From “All the White Friends I Couldn’t Keep: Hope – And Hard Pills to Swallow – About Making Black Lives Matter” By Andre Henry
The killing of Eric Garner, in the summer of 2014, ripped a tiny hole in the thinning fog of white lies that enveloped my common sense at the time. Mr. Garner had just broken up a fight while on his way to Buffalo Wild Wings in Staten Island when two police arrived on the scene and accused him of selling loose cigarettes. Garner insisted he hadn’t been selling “loosies” that day, but the officers continued to hurl accusations at him, until Officer Daniel Pantaleo grabbed Garner by the neck and pulled him to the ground in a chokehold – a move that had been banned by the NYPD. “I can’t breathe,” Garner protested, as more cops appeared on the scene and piled onto his body. Eleven times he protested: “I can’t breathe.” Those were his last words.

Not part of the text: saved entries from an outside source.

//! Entity store: canonical server-confirmed data, mutated only through merges.

use std::collections::HashMap;

use serde_json::Value;

/// Key → JSON value map with write versioning.
///
/// Every mutation goes through [`write_with`](Self::write_with) and stamps
/// the key with a store-wide monotonic sequence number. Versions never
/// repeat, even across removal and reinsertion of a key, which is what lets
/// optimistic rollback detect that a newer write has superseded its
/// snapshot. The store itself is plain data; the owning client serializes
/// access behind its lock.
#[derive(Debug, Default)]
pub(crate) struct EntityStore {
    entries: HashMap<String, Slot, ahash::RandomState>,
    write_seq: u64,
}

#[derive(Debug)]
struct Slot {
    value: Value,
    version: u64,
}

impl EntityStore {
    pub(crate) fn new() -> Self {
        Self::default()
    }

    /// Current value for a key, cloned out.
    pub(crate) fn get(&self, key: &str) -> Option<Value> {
        self.entries.get(key).map(|slot| slot.value.clone())
    }

    /// Version stamped on the key's last write, `None` if absent.
    pub(crate) fn version_of(&self, key: &str) -> Option<u64> {
        self.entries.get(key).map(|slot| slot.version)
    }

    /// Apply a merge to one key and return the new version.
    ///
    /// `f` receives the current value (`None` if the key is absent) and its
    /// result becomes the stored value.
    pub(crate) fn write_with<F>(&mut self, key: &str, f: F) -> u64
    where
        F: FnOnce(Option<&Value>) -> Value,
    {
        self.write_seq += 1;
        let version = self.write_seq;
        match self.entries.get_mut(key) {
            Some(slot) => {
                slot.value = f(Some(&slot.value));
                slot.version = version;
            }
            None => {
                let value = f(None);
                self.entries.insert(key.to_string(), Slot { value, version });
            }
        }
        version
    }

    /// Remove a key entirely, restoring "absent" as a state.
    pub(crate) fn remove(&mut self, key: &str) -> bool {
        self.entries.remove(key).is_some()
    }

    pub(crate) fn len(&self) -> usize {
        self.entries.len()
    }

    pub(crate) fn clear(&mut self) {
        self.entries.clear();
    }
}
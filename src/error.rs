//! Error types for dispatch and settlement.

use std::fmt;
use std::sync::Arc;

use serde_json::Value;
use thiserror::Error;

use crate::descriptor::Method;
use crate::signature::QuerySignature;

/// Why an in-flight request was cancelled.
#[derive(Debug, Clone, Copy, PartialEq, Eq)]
pub enum CancelReason {
    /// [`QueryClient::cancel`](crate::QueryClient::cancel) was called for the signature.
    Explicit,
    /// A newer dispatch of the same signature replaced this one.
    Superseded,
    /// The client was reset or dropped while the request was in flight.
    Shutdown,
}

impl fmt::Display for CancelReason {
    fn fmt(&self, f: &mut fmt::Formatter<'_>) -> fmt::Result {
        match self {
            CancelReason::Explicit => write!(f, "cancelled explicitly"),
            CancelReason::Superseded => write!(f, "superseded by a newer dispatch"),
            CancelReason::Shutdown => write!(f, "client shut down"),
        }
    }
}

/// Errors produced while dispatching and settling queries.
///
/// `Transport` and `Http` settle the owning record as a failure and are
/// surfaced through [`QueryRecord::error`](crate::QueryRecord) and the
/// settlement. `Cancelled` is benign: it marks a deliberate abort, not a
/// failure of the remote resource, and selectors never report it as an
/// error.
#[derive(Debug, Clone, Error)]
pub enum QueryError {
    /// The transport failed before producing an HTTP status.
    ///
    /// Wraps the [`anyhow::Error`] returned by the
    /// [`Transport`](crate::Transport) in an `Arc` so the error stays cheap
    /// to clone into records, settlements, and events.
    #[error("transport error: {0}")]
    Transport(Arc<anyhow::Error>),

    /// The server answered with a status outside the 2xx range.
    #[error("http error: status {status}")]
    Http {
        /// The non-success HTTP status code.
        status: u16,
        /// The response body as received.
        body: Value,
    },

    /// The request was aborted deliberately.
    #[error("query cancelled: {0}")]
    Cancelled(CancelReason),

    /// Two distinct requests mapped to one signature.
    ///
    /// This is an internal invariant violation. It is logged at error level
    /// and returned from dispatch; the colliding request is never issued and
    /// never merges into the entity store.
    #[error("signature collision on {signature}: existing {existing}, incoming {incoming}")]
    SignatureCollision {
        /// The signature both requests hashed to.
        signature: QuerySignature,
        /// Rendered request line already registered under the signature.
        existing: String,
        /// Rendered request line of the colliding dispatch.
        incoming: String,
    },
}

impl QueryError {
    /// Wrap a transport-level failure.
    pub fn transport(err: impl Into<anyhow::Error>) -> Self {
        QueryError::Transport(Arc::new(err.into()))
    }

    /// Returns the HTTP status if this is an `Http` error.
    pub fn http_status(&self) -> Option<u16> {
        match self {
            QueryError::Http { status, .. } => Some(*status),
            _ => None,
        }
    }

    /// Returns `true` for deliberate aborts.
    pub fn is_cancelled(&self) -> bool {
        matches!(self, QueryError::Cancelled(_))
    }

    /// Returns a reference to the inner transport error, if any.
    pub fn transport_error(&self) -> Option<&Arc<anyhow::Error>> {
        match self {
            QueryError::Transport(e) => Some(e),
            _ => None,
        }
    }

    /// Attempts to downcast the transport error to a specific type.
    ///
    /// Returns `Some(&E)` if this is a `Transport` error wrapping an error of
    /// type `E`, otherwise `None`.
    pub fn downcast_ref<E: std::error::Error + Send + Sync + 'static>(&self) -> Option<&E> {
        self.transport_error().and_then(|e| e.downcast_ref::<E>())
    }
}

/// Validation failures from [`QueryDescriptorBuilder::build`](crate::QueryDescriptorBuilder::build).
#[derive(Debug, Clone, PartialEq, Eq, Error)]
pub enum DescriptorError {
    /// The URL was empty.
    #[error("descriptor url must not be empty")]
    EmptyUrl,

    /// An optimistic update table was attached to a read method.
    ///
    /// Speculative writes only make sense for requests that mutate server
    /// state; a read has nothing to confirm or roll back.
    #[error("optimistic updates require a mutating method, got {0}")]
    OptimisticOnRead(Method),
}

I was more than grieved when I heard about Garner’s death. There was something deep inside me that took it personally. It was like those movies where someone breaks out of a trance momentarily. The little Andre loved drawing pictures of the American Revolution and writing songs about Black history broke through the gaslighting fog; He was livid. I sat in my darkened office at the church with my guitar in my trembling hands and began to sing about what Garner’s death made me feel, as tears left salt at the corners of my mouth:
O say, can you see?
We’re all not safe in the land of the free.
It was the first time I’d ever tried to write a song about racism since the sixth grade, and the first time I can remember really feeling free to call bullshit on America’s lie that racism was long gone, though I only felt so free in that one private moment. I wouldn’t perform that song for another three years, and I wouldn’t begin even saying what I’d expressed in that song for another two.